** Opening DATA EXTRACT block **
//! Seams to the external classification model.
//!
//! The trained model and its label encoder live outside this workspace.
//! They are reached only through [`InferenceModel`] and [`LabelDecoder`].

use nalgebra::DMatrix;
use repcount_core::Result;
use serde::{Deserialize, Serialize};

/// Per-frame class probabilities from a feature matrix.
///
/// Input is `frames x features`, already mean-centered per row. Output must
/// be `frames x classes`.
pub trait InferenceModel: Send + Sync {
    fn predict(&self, features: &DMatrix<f64>) -> Result<DMatrix<f64>>;
}

impl<F> InferenceModel for F
where
    F: Fn(&DMatrix<f64>) -> Result<DMatrix<f64>> + Send + Sync,
{
    fn predict(&self, features: &DMatrix<f64>) -> Result<DMatrix<f64>> {
        self(features)
    }
}

/// Class index to label
pub trait LabelDecoder: Send + Sync {
    fn decode(&self, index: usize) -> Option<String>;
}

/// Ordered class list of a fitted label encoder
#[derive(Debug, Clone, PartialEq, Eq, Serialize, Deserialize)]
pub struct LabelEncoder {
    classes: Vec<String>,
}

impl LabelEncoder {
    pub fn new<I, S>(classes: I) -> Self
    where
        I: IntoIterator<Item = S>,
        S: Into<String>,
    {
        Self {
            classes: classes.into_iter().map(Into::into).collect(),
        }
    }

    pub fn classes(&self) -> &[String] {
        &self.classes
    }

    pub fn encode(&self, label: &str) -> Option<usize> {
        self.classes.iter().position(|c| c == label)
    }
}

impl Default for LabelEncoder {
    /// Classes of the shipped exercise model, in fitted (sorted) order
    fn default() -> Self {
        Self::new(["dips", "pushup", "situp", "squats"])
    }
}

impl LabelDecoder for LabelEncoder {
    fn decode(&self, index: usize) -> Option<String> {
        self.classes.get(index).cloned()
    }
}

#[cfg(test)]
mod tests {
    use super::*;

    #[test]
    fn test_label_encoder_roundtrip() {
        let encoder = LabelEncoder::default();
        for (i, class) in encoder.classes().iter().enumerate() {
            assert_eq!(encoder.encode(class), Some(i));
            assert_eq!(encoder.decode(i).as_deref(), Some(class.as_str()));
        }
        assert_eq!(encoder.decode(4), None);
        assert_eq!(encoder.encode("burpee"), None);
    }

    #[test]
    fn test_closure_as_model() {
        let model = |features: &DMatrix<f64>| -> Result<DMatrix<f64>> {
            Ok(DMatrix::from_element(features.nrows(), 2, 0.5))
        };
        let out = model.predict(&DMatrix::zeros(3, 4)).unwrap();
        assert_eq!(out.shape(), (3, 2));
    }
}
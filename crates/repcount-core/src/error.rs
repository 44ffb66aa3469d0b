//! Error types for the repetition counting system.

use thiserror::Error;

#[derive(Error, Debug, Clone, PartialEq)]
pub enum Error {
    #[error("Invalid input: {0}")]
    InvalidInput(String),

    #[error("Landmark count mismatch: expected {expected}, got {actual}")]
    LandmarkCount { expected: usize, actual: usize },

    #[error("Unknown landmark index: {0}")]
    UnknownLandmark(u8),

    #[error("Unknown exercise label: {0:?}")]
    UnknownExercise(String),

    #[error("Inference error: {0}")]
    Inference(String),

    #[error("Shape mismatch: expected {expected}, got {actual}")]
    ShapeMismatch { expected: String, actual: String },

    #[error("Label decoder has no class for index {0}")]
    UnknownLabelIndex(usize),

    #[error("Insufficient data: need {required} frames, have {available}")]
    InsufficientData { required: usize, available: usize },

    #[error("Configuration error: {0}")]
    Config(String),

    #[error("Serialization error: {0}")]
    Serialization(String),

    #[error("Classifier service is no longer running")]
    ServiceClosed,
}

pub type Result<T> = std::result::Result<T, Error>;

impl From<serde_json::Error> for Error {
    fn from(e: serde_json::Error) -> Self {
        Error::Serialization(e.to_string())
    }
}

impl From<config::ConfigError> for Error {
    fn from(e: config::ConfigError) -> Self {
        Error::Config(e.to_string())
    }
}
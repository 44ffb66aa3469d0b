//! # Repcount-Exercise
//!
//! Exercise phase policies and the stage machine that turns per-frame
//! phase decisions into completed repetitions.
//!
//! ## Exercises
//!
//! - **Push-up**: elbow angle with a straight-body hip band and hips above wrists
//! - **Squat**: hip and knee angles
//! - **Dip**: elbow angle with an upright torso
//! - **Sit-up**: hip angle with a lying torso at the bottom
//!
//! All angles are read from the left side of the body.

pub mod counter;
pub mod policy;
pub mod stage;

pub use counter::*;
pub use policy::*;
pub use stage::*;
** Closing DATA EXTRACT block **
- TASK ITEM
Lines with the string "LabelEncoder": pick each one out of the material and return it.

- SOLUTION TO THIS TASK
pub struct LabelEncoder {
impl LabelEncoder {
impl Default for LabelEncoder {
impl LabelDecoder for LabelEncoder {
        let encoder = LabelEncoder::default();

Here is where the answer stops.